But Bumgarner had no trouble shutting the Tigers down yesterday, as he limited them to two hits in total while also racking up eight strikeouts. His last time out, he’d struggled to get the Cardinals to swing and miss at his stuff. In total, he only managed five swinging strikes. Last night, though, Bumgarner more than doubled that, yielding 12 swinging strikes in all. This might, as Jeff Sullivan suggested, have something to do with increased differentiation between his fastball and slider. The charts on Brooks Baseball (10/14, 10/25) make this pretty noticeable. For example, check out the horizontal movement of Bumgarner’s pitches plotted against the velocity. In his NLCS start, the pitches were somewhat clustered together, whereas there was a clear distinction in last night’s start. I tend to avoid jumping to conclusions based on pitch f/x numbers because it’s very easy to get misled, and I’m no expert on this stuff, but I’d have to think this is a pretty good sign.

Maybe Bumgarner’s stuff was “bad” last night, but if that’s the case, it’s a testament to how damn good he is. A pitcher can’t luck his way into eight strikeouts over seven innings of two-hit ball against one of the better offenses in baseball. Nope. That’s not to say that Bumgarner didn’t encounter some luck last night — he got away with some mistake pitches, and had some help from the defense — but there was definitely more to it than that. Something was working for Bumgarner, and while it remains to be seen whether he can recapture that magic if he does happen to make another start in this series, Bumgarner was dominant last night.

Bumgarner in the World Series, career: 15 innings, 14 strikeouts, five hits, four walks, 0.00 ERA.

The Giants are two victories away from a championship, by the way.

One Down, Three to Go

Yesterday’s game was all sorts of crazy, and I think that’s best illustrated by the fact that the following sentence is a perfectly valid, accurate arrangement of words: Barry Zito singled off Justin Verlander in the fourth inning to give the Giants a 1-0 lead in Game One of the World Series. Let’s see here…

  • Barry Zito started Game One of the World Series for the Giants.
  • Barry Zito outpitched Justin Verlander, Best Pitcher On The Planet™.
  • Barry Zito got a hit off Justin Verlander.

With some assistance from the defense, Zito kept the Tigers at bay for 5.2 innings. Zito’s last two starts have been crucial, and he’s delivered. It’s not a matter of whether Zito has earned his $126M with these performances, though these last two starts have definitely brought that question to light, and it’s one worth pondering. I mean, if he ends up having played an integral role in bringing the Giants another championship, does that make up for the years of mediocrity?

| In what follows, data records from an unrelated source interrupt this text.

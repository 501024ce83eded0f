//! Chat Client: a thin HTTP client against the
//! federated chat protocol's client endpoints.

mod http;

#[cfg(test)]
pub mod fake;

pub use http::HttpChatClient;

use crate::error::Result;
use std::future::Future;

/// One message event returned from a sync batch, already filtered down to
/// the fields the scheduler needs.
#[derive(Debug, Clone)]
pub struct RoomEvent {
    pub room_id: String,
    pub event_id: String,
    pub sender: String,
    pub event_type: String,
    pub body: Option<String>,
}

/// Result of a long-poll `sync` call, already flattened across rooms.
#[derive(Debug, Clone, Default)]
pub struct SyncResult {
    pub next_batch: String,
    pub events: Vec<RoomEvent>,
}

/// Optional thread metadata for a sent message.
#[derive(Debug, Clone, Default)]
pub struct ThreadContext {
    pub thread_root_event_id: Option<String>,
}

/// Message type for a sent chat message.
#[derive(Debug, Clone, Copy, PartialEq, Eq)]
pub enum MessageKind {
    Text,
    Notice,
}

/// Static trait for chat transports. Use this for type-safe, statically
/// dispatched call sites (the reconciler and scheduler are generic over
/// `C: ChatApi`).
pub trait ChatApi: Send + Sync + 'static {
    /// The access token currently in effect (resolved once at startup for
    /// password auth). Needed verbatim by the task pipeline's bridge env.
    fn access_token(&self) -> &str;

    /// The bot's own mxid, used by the scheduler's lobby message filter to
    /// ignore the bot's own notices.
    fn bot_user_id(&self) -> &str;

    /// Unauthenticated version probe + authenticated whoami; fails unless
    /// the homeserver returns the bot's own identity.
    fn verify_connection(&self) -> impl Future<Output = Result<()>> + Send;

    /// No-op if already joined; else issues a join.
    fn ensure_joined_room(&self, room_id: &str) -> impl Future<Output = Result<()>> + Send;

    /// Creates a space-flagged room. Returns the opaque room ID.
    fn create_space(
        &self,
        name: &str,
        topic: Option<&str>,
        invites: &[String],
    ) -> impl Future<Output = Result<String>> + Send;

    /// Creates a plain room. Returns the opaque room ID.
    fn create_room(
        &self,
        name: &str,
        topic: Option<&str>,
        invites: &[String],
    ) -> impl Future<Output = Result<String>> + Send;

    /// Sets parent->child and child->parent hierarchy state events.
    fn link_room_under_space(
        &self,
        parent_id: &str,
        child_id: &str,
    ) -> impl Future<Output = Result<()>> + Send;

    /// Invites only the mxids neither joined nor already invited.
    fn ensure_invites(
        &self,
        room_id: &str,
        mxids: &[String],
    ) -> impl Future<Output = Result<()>> + Send;

    /// Long poll returning the next batch token and any message events in
    /// the requested rooms.
    fn sync(
        &self,
        since: Option<&str>,
        timeout_ms: u64,
        room_ids: &[String],
    ) -> impl Future<Output = Result<SyncResult>> + Send;

    /// Sends a message (`m.room.message` with `msgtype: m.text`).
    fn send_message(
        &self,
        room_id: &str,
        text: &str,
        thread: ThreadContext,
    ) -> impl Future<Output = Result<()>> + Send;

    /// Sends a notice (`msgtype: m.notice`).
    fn send_notice(
        &self,
        room_id: &str,
        text: &str,
        thread: ThreadContext,
    ) -> impl Future<Output = Result<()>> + Send;

    /// Best-effort leave + forget; both calls are allowed to fail silently.
    fn leave_and_forget(&self, room_id: &str) -> impl Future<Output = ()> + Send;
}

/// Message body is truncated to this many characters before sending.
pub const MAX_MESSAGE_BODY_LEN: usize = 30_000;

pub(crate) fn truncate_body(body: &str) -> String {
    if body.chars().count() <= MAX_MESSAGE_BODY_LEN {
        body.to_string()
    } else {
        body.chars().take(MAX_MESSAGE_BODY_LEN).collect()
    }
}
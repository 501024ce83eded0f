//! Sandbox Client: a thin subprocess driver for the
//! `spark` sandbox CLI.

mod cli;

#[cfg(test)]
pub mod fake;

pub use cli::SparkCliClient;

use crate::error::Result;
use std::collections::BTreeMap;
use std::future::Future;

/// Shape of the main sandbox declared for a project.
#[derive(Debug, Clone)]
pub struct MainSandboxSpec {
    pub project: String,
    pub base: String,
    pub main_sandbox: String,
    pub work_volume: String,
    pub work_mount_path: String,
}

/// Inputs to `ensureRepoInMainSandbox`.
#[derive(Debug, Clone)]
pub struct RepoSyncSpec {
    pub project: String,
    pub sandbox_name: String,
    pub repo: String,
    pub branch: String,
    pub workdir: String,
}

/// Inputs to `runBootstrap`.
#[derive(Debug, Clone)]
pub struct BootstrapSpec {
    pub project: String,
    pub sandbox_name: String,
    pub workdir: String,
    pub script_path: String,
    pub timeout_sec: u64,
    pub retries: u32,
}

/// Inputs to `createTaskSandboxFork`.
#[derive(Debug, Clone)]
pub struct ForkSpec {
    pub project: String,
    pub task_sandbox: String,
    pub main_sandbox: String,
    pub tags: BTreeMap<String, String>,
}

/// Inputs to `launchBridgeInSandbox`.
#[derive(Debug, Clone)]
pub struct LaunchBridgeSpec {
    pub project: String,
    pub sandbox_name: String,
    pub bridge_entrypoint: String,
    pub bridge_workdir: String,
    pub env: BTreeMap<String, String>,
}

/// Result of launching the bridge process.
#[derive(Debug, Clone, Default)]
pub struct BridgeLaunchResult {
    pub pid: Option<u64>,
    pub process_id: Option<String>,
    pub raw_output: String,
}

/// Static trait for the sandbox CLI driver. The reconciler and task
/// pipeline are generic over `S: SandboxApi`.
pub trait SandboxApi: Send + Sync + 'static {
    fn verify_availability(&self) -> impl Future<Output = Result<()>> + Send;

    fn ensure_work_volume(
        &self,
        project: &str,
        volume: &str,
    ) -> impl Future<Output = Result<()>> + Send;

    fn ensure_main_sandbox(
        &self,
        spec: &MainSandboxSpec,
    ) -> impl Future<Output = Result<()>> + Send;

    fn ensure_repo_in_main_sandbox(
        &self,
        spec: &RepoSyncSpec,
    ) -> impl Future<Output = Result<()>> + Send;

    fn run_bootstrap(&self, spec: &BootstrapSpec) -> impl Future<Output = Result<()>> + Send;

    fn create_task_sandbox_fork(
        &self,
        spec: &ForkSpec,
    ) -> impl Future<Output = Result<()>> + Send;

    fn launch_bridge_in_sandbox(
        &self,
        spec: &LaunchBridgeSpec,
    ) -> impl Future<Output = Result<BridgeLaunchResult>> + Send;
}

/// Single-quote `value` for safe interpolation into a shell script,
/// escaping embedded single quotes via `'` -> `'"'"'`.
pub(crate) fn shell_quote(value: &str) -> String {
    format!("'{}'", value.replace('\'', r#"'"'"'"#))
}

/// Build the `export KEY='value';` env prelude for a shell script, in
/// sorted key order for determinism.
pub(crate) fn env_prelude(env: &BTreeMap<String, String>) -> String {
    env.iter()
        .map(|(key, value)| format!("export {key}={};", shell_quote(value)))
        .collect::<Vec<_>>()
        .join(" ")
}

/// True if `haystack` contains `needle` case-insensitively — used to treat
/// "already exists" CLI output as success.
pub(crate) fn contains_ignore_case(haystack: &str, needle: &str) -> bool {
    haystack.to_lowercase().contains(&needle.to_lowercase())
}
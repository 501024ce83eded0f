//! matrix-orchestrator CLI entry point.

use clap::Parser;
use matrix_orchestrator::chat::HttpChatClient;
use matrix_orchestrator::config::{resolve_config_path, Config};
use matrix_orchestrator::sandbox::SparkCliClient;
use matrix_orchestrator::scheduler::TaskScheduler;
use matrix_orchestrator::state::StateStore;
use matrix_orchestrator::telemetry;
use std::sync::atomic::{AtomicBool, Ordering};
use std::sync::Arc;

#[derive(Parser)]
#[command(name = "matrix-orchestrator", version)]
#[command(about = "Turns Matrix lobby messages into sandboxed coding-agent tasks")]
struct Cli {
    /// Path to the orchestrator config file (defaults to
    /// MATRIX_ORCHESTRATOR_CONFIG or ./orchestrator.yaml)
    #[arg(short, long, global = true)]
    config: Option<std::path::PathBuf>,

    /// Enable debug logging, overriding LOG_LEVEL
    #[arg(short, long, global = true)]
    debug: bool,

    #[command(subcommand)]
    command: Option<Command>,
}

#[derive(clap::Subcommand)]
enum Command {
    /// Reconcile, then run the sync loop until a shutdown signal (default).
    Run,
    /// Reconcile declared config against chat/sandbox resources once, then exit.
    Reconcile,
}

#[tokio::main]
async fn main() {
    let cli = Cli::parse();

    let log_level = if cli.debug {
        "debug".to_string()
    } else {
        matrix_orchestrator::config::log_level_from_env()
    };
    telemetry::init(&log_level);

    if let Err(error) = run(cli).await {
        tracing::error!(%error, "fatal startup failure");
        std::process::exit(1);
    }
}

async fn run(cli: Cli) -> matrix_orchestrator::Result<()> {
    let command = cli.command.unwrap_or(Command::Run);
    let config_path = resolve_config_path(cli.config);
    let config = Config::load(&config_path)?;

    let chat = HttpChatClient::connect(&config).await?;
    let sandbox = SparkCliClient::default();
    let state = StateStore::load(&config.runtime.state_file)?;

    let mut scheduler = TaskScheduler::new(&chat, &sandbox, state, &config);
    scheduler.initialize().await?;

    if matches!(command, Command::Reconcile) {
        tracing::info!("reconcile complete, exiting");
        return Ok(());
    }

    let is_running = Arc::new(AtomicBool::new(true));
    install_signal_handlers(is_running.clone());

    tracing::info!("matrix-orchestrator started");
    scheduler.run_loop(|| is_running.load(Ordering::SeqCst)).await?;
    tracing::info!("matrix-orchestrator stopped");

    Ok(())
}

/// Install `ctrl_c` and SIGTERM handlers that flip `is_running` to false.
/// The scheduler's `shouldContinue` predicate reads this flag at the top
/// of every loop iteration.
fn install_signal_handlers(is_running: Arc<AtomicBool>) {
    let ctrl_c_flag = is_running.clone();
    tokio::spawn(async move {
        if tokio::signal::ctrl_c().await.is_ok() {
            tracing::info!("shutdown signal received");
            ctrl_c_flag.store(false, Ordering::SeqCst);
        }
    });

    #[cfg(unix)]
    {
        let term_flag = is_running;
        tokio::spawn(async move {
            let Ok(mut term) = tokio::signal::unix::signal(tokio::signal::unix::SignalKind::terminate()) else {
                return;
            };
            if term.recv().await.is_some() {
                tracing::info!("SIGTERM received");
                term_flag.store(false, Ordering::SeqCst);
            }
        });
    }
}
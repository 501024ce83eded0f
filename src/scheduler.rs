//! Task Scheduler: the single-writer event loop. Syncs
//! the chat transport for lobby room messages, dedupes them against durable
//! and in-flight state, and drives the Task Pipeline for each one.

use crate::chat::{ChatApi, RoomEvent};
use crate::config::{Config, ProjectConfig};
use crate::dedupe_key;
use crate::error::Result;
use crate::pipeline::{mark_failed_event, spawn_task};
use crate::sandbox::SandboxApi;
use crate::state::StateStore;
use std::collections::HashSet;
use std::time::Duration;

/// Sleep applied after a failed `sync` attempt before retrying.
const SYNC_ERROR_BACKOFF: Duration = Duration::from_millis(1_500);

pub struct TaskScheduler<'a, C: ChatApi, S: SandboxApi> {
    chat: &'a C,
    sandbox: &'a S,
    state: StateStore,
    config: &'a Config,
    since_token: Option<String>,
    in_flight: HashSet<String>,
}

impl<'a, C: ChatApi, S: SandboxApi> TaskScheduler<'a, C, S> {
    pub fn new(chat: &'a C, sandbox: &'a S, state: StateStore, config: &'a Config) -> Self {
        Self {
            chat,
            sandbox,
            state,
            config,
            since_token: None,
            in_flight: HashSet::new(),
        }
    }

    /// `verifyConnection` + `verifyAvailability`, reconcile, then a
    /// zero-timeout sync to seed `sinceToken` without processing any
    /// events already sitting in the lobby rooms.
    pub async fn initialize(&mut self) -> Result<()> {
        self.chat.verify_connection().await?;
        self.sandbox.verify_availability().await?;

        crate::reconciler::reconcile_workspace_and_projects(self.chat, self.sandbox, &mut self.state, self.config)
            .await?;

        let lobby_room_ids = self.lobby_room_ids();
        let seed = self.chat.sync(None, 0, &lobby_room_ids).await?;
        self.since_token = Some(seed.next_batch);
        Ok(())
    }

    fn lobby_room_ids(&self) -> Vec<String> {
        self.state
            .get()
            .projects
            .values()
            .filter_map(|p| p.lobby_room_id.clone())
            .collect()
    }

    fn project_for_lobby_room(&self, room_id: &str) -> Option<&ProjectConfig> {
        let key = self
            .state
            .get()
            .projects
            .iter()
            .find(|(_, record)| record.lobby_room_id.as_deref() == Some(room_id))
            .map(|(key, _)| key.clone())?;
        self.config.projects.iter().find(|p| p.key == key)
    }

    /// Run until `should_continue` returns false. Honors the no-drop
    /// guarantee: `since_token` only advances after `handle_sync` returns.
    pub async fn run_loop(&mut self, mut should_continue: impl FnMut() -> bool) -> Result<()> {
        while should_continue() {
            let lobby_room_ids = self.lobby_room_ids();
            match self
                .chat
                .sync(self.since_token.as_deref(), self.config.runtime.sync_timeout_ms, &lobby_room_ids)
                .await
            {
                Ok(sync) => {
                    let next_batch = sync.next_batch.clone();
                    self.handle_sync(sync).await;
                    self.since_token = Some(next_batch);
                }
                Err(error) => {
                    tracing::warn!(%error, "sync failed, retrying after backoff");
                    tokio::time::sleep(SYNC_ERROR_BACKOFF).await;
                }
            }
        }
        Ok(())
    }

    async fn handle_sync(&mut self, sync: crate::chat::SyncResult) {
        for event in sync.events {
            if qualifies_as_lobby_message(&event, self.chat.bot_user_id()) {
                self.handle_lobby_message(event).await;
            }
        }
    }

    /// Per-event processing.
    async fn handle_lobby_message(&mut self, event: RoomEvent) {
        let dedupe = dedupe_key(&event.room_id, &event.event_id);

        if self.state.has_processed_event(&dedupe) {
            return;
        }
        if self.in_flight.contains(&dedupe) {
            return;
        }
        self.in_flight.insert(dedupe.clone());

        let Some(project) = self.project_for_lobby_room(&event.room_id).cloned() else {
            tracing::warn!(room_id = %event.room_id, "lobby message from an unmapped room, ignoring");
            self.in_flight.remove(&dedupe);
            return;
        };
        let body = event.body.clone().unwrap_or_default();

        let result = spawn_task(
            self.chat,
            self.sandbox,
            &mut self.state,
            self.config,
            &project,
            &event.room_id,
            &event.event_id,
            &body,
        )
        .await;

        if let Err(failure) = result {
            mark_failed_event(self.chat, &mut self.state, self.config.runtime.keep_error_rooms, failure).await;
        }

        self.in_flight.remove(&dedupe);
    }
}

/// The lobby message filter.
fn qualifies_as_lobby_message(event: &RoomEvent, bot_user_id: &str) -> bool {
    if event.event_type != "m.room.message" {
        return false;
    }
    if event.event_id.is_empty() || event.sender.is_empty() {
        return false;
    }
    if event.sender == bot_user_id {
        return false;
    }
    let Some(body) = event.body.as_deref() else {
        return false;
    };
    let trimmed = body.trim();
    !trimmed.is_empty() && !trimmed.starts_with('/')
}

#[cfg(test)]
mod tests {
    use super::*;
    use crate::chat::fake::{fake_message_event, FakeChatClient};
    use crate::chat::SyncResult;
    use crate::config::*;
    use crate::sandbox::fake::FakeSandboxClient;

    fn sample_config() -> Config {
        Config {
            homeserver_url: "https://matrix.example.org".to_string(),
            bot_user_id: "@bot:example.org".to_string(),
            auth: AuthMode::AccessToken("token".to_string()),
            workspace: WorkspaceConfig {
                name: "acme".to_string(),
                topic: None,
                team_members: vec![],
            },
            runtime: RuntimeOptions {
                bridge_entrypoint: "/usr/local/bin/bridge".to_string(),
                bridge_workdir: "/work".to_string(),
                ..RuntimeOptions::default()
            },
            projects: vec![ProjectConfig {
                key: "rc".to_string(),
                display_name: "Release Candidate".to_string(),
                repo: "git@example.org:rc.git".to_string(),
                default_branch: "main".to_string(),
                matrix: ProjectMatrixConfig {
                    lobby_room_name: "rc-lobby".to_string(),
                    task_room_prefix: "rc-task".to_string(),
                },
                spark: SparkConfig {
                    project: "rc".to_string(),
                    base: "ubuntu:22.04".to_string(),
                    main_spark: "rc-main".to_string(),
                    fork_mode: "spark_fork".to_string(),
                    work: WorkVolumeConfig {
                        volume: "rc-vol".to_string(),
                        mount_path: "/work".to_string(),
                    },
                    bootstrap: BootstrapConfig::default(),
                },
            }],
        }
    }

    #[test]
    fn filter_rejects_slash_prefixed_and_bot_and_empty() {
        let bot = "@bot:example.org";
        let from_bot = fake_message_event("!lobby1", "$1", bot, "hello");
        assert!(!qualifies_as_lobby_message(&from_bot, bot));

        let slash = fake_message_event("!lobby1", "$2", "@alice:example.org", "/status");
        assert!(!qualifies_as_lobby_message(&slash, bot));

        let empty = fake_message_event("!lobby1", "$3", "@alice:example.org", "   ");
        assert!(!qualifies_as_lobby_message(&empty, bot));

        let ok = fake_message_event("!lobby1", "$4", "@alice:example.org", "do the thing");
        assert!(qualifies_as_lobby_message(&ok, bot));
    }

    #[tokio::test]
    async fn single_message_spawns_one_task_and_replay_is_a_no_op() {
        let chat = FakeChatClient::new("@bot:example.org");
        let sandbox = FakeSandboxClient::new();
        let dir = tempfile::tempdir().unwrap();
        let state = StateStore::load(dir.path().join("state.json")).unwrap();
        let config = sample_config();

        let mut scheduler = TaskScheduler::new(&chat, &sandbox, state, &config);
        scheduler.initialize().await.unwrap();

        let event = fake_message_event("!room0", "$1", "@alice:example.org", "implement thing");
        chat.push_sync_result(SyncResult {
            next_batch: "s1".to_string(),
            events: vec![event.clone()],
        });
        chat.push_sync_result(SyncResult {
            next_batch: "s2".to_string(),
            events: vec![event],
        });

        let mut calls = 0;
        scheduler
            .run_loop(|| {
                calls += 1;
                calls <= 2
            })
            .await
            .unwrap();

        assert_eq!(sandbox.create_task_sandbox_fork_calls(), 1);
        assert_eq!(scheduler.state.get().tasks.len(), 1);
    }
}
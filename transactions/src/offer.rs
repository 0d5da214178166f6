//! Order-book transactions: place and cancel offers.

use xledger_types::{Amount, RippleTime};

use crate::field::Field;
use crate::variant::{transaction_variant, TransactionVariant};

transaction_variant! {
    /// Place an offer on the decentralized exchange.
    OfferCreate, [TakerGets, TakerPays, Expiration, OfferSequence]
}

transaction_variant! {
    /// Remove an offer from the order book.
    ///
    /// Identifies the offer by the sequence number of the `OfferCreate` that
    /// placed it.
    OfferCancel, [OfferSequence]
}

/// `tfPassive`: do not consume offers that exactly match this one.
pub const TF_PASSIVE: u32 = 0x0001_0000;
/// `tfImmediateOrCancel`
pub const TF_IMMEDIATE_OR_CANCEL: u32 = 0x0002_0000;
/// `tfFillOrKill`
pub const TF_FILL_OR_KILL: u32 = 0x0004_0000;
/// `tfSell`: exchange the entire `TakerGets` even for more than `TakerPays`.
pub const TF_SELL: u32 = 0x0008_0000;

impl OfferCreate {
    pub fn taker_gets(&self) -> Option<Amount> {
        self.record().amount(Field::TakerGets)
    }

    pub fn taker_pays(&self) -> Option<Amount> {
        self.record().amount(Field::TakerPays)
    }

    pub fn expiration(&self) -> Option<RippleTime> {
        self.record().uint32(Field::Expiration).map(RippleTime::new)
    }

    /// An earlier offer to replace, if any.
    pub fn offer_sequence(&self) -> Option<u32> {
        self.record().uint32(Field::OfferSequence)
    }

    pub fn is_passive(&self) -> bool {
        self.base().has_flag(TF_PASSIVE)
    }

    pub fn is_sell(&self) -> bool {
        self.base().has_flag(TF_SELL)
    }
}

impl OfferCancel {
    /// Sequence of the offer to cancel; `None` when the record lacks it.
    pub fn offer_sequence(&self) -> Option<u32> {
        self.record().uint32(Field::OfferSequence)
    }
}

#[cfg(test)]
mod tests {
    use super::*;
    use crate::field::BASE_FIELDS;
    use crate::record::TxRecord;
    use serde_json::json;

    #[test]
    fn offer_cancel_fields_append_offer_sequence() {
        let tx = OfferCancel::new(None);
        let fields = tx.fields();
        assert_eq!(fields.len(), BASE_FIELDS.len() + 1);
        assert_eq!(&fields[..BASE_FIELDS.len()], BASE_FIELDS);
        assert_eq!(fields.last(), Some(&Field::OfferSequence));
    }

    #[test]
    fn offer_create_reads_both_sides() {
        let tx = TxRecord::from_value(json!({
            "TransactionType": "OfferCreate",
            "TakerGets": "6000000",
            "TakerPays": {
                "currency": "GKO",
                "issuer": "ruazs5h1qEsqpke88pcqnaseXdm6od2xc",
                "value": "2",
            },
            "Expiration": 595640108,
            "Flags": TF_SELL,
        }))
        .unwrap();
        let offer = OfferCreate::new(Some(tx));
        assert_eq!(offer.taker_gets(), Some(Amount::Drops(6_000_000)));
        assert!(matches!(offer.taker_pays(), Some(Amount::Issued(_))));
        assert_eq!(offer.expiration(), Some(RippleTime::new(595640108)));
        assert_eq!(offer.offer_sequence(), None);
        assert!(offer.is_sell());
        assert!(!offer.is_passive());
    }
}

For me, though, these last two starts have had sort of an opposite effect, in that I’ve been able to forget about the Zito of the last six years — you know, the one that was left off the postseason roster in 2010 — and everything he’s come to represent. His last two outings have brought pure, unequivocal joy. I’ll say, I came into both outings with the lowest of expectations. I anticipated that we’d all see the Zito that showed up in the NLDS. We didn’t. Baseball. Wonderful, wonderful baseball.

And then there’s Pablo Sandoval. Between July 13 and September 18, a span of 43 games and 180 plate appearances, Sandoval did not homer once. For two months, when Sandoval was on the field and healthy, the Giants got a .331 slugging percentage. They saw Ryan Theriot-esque production out of third base for most of the second half up until the final two weeks of the season; but Sandoval turned it on at the end of the year, and he’s really come alive in the postseason.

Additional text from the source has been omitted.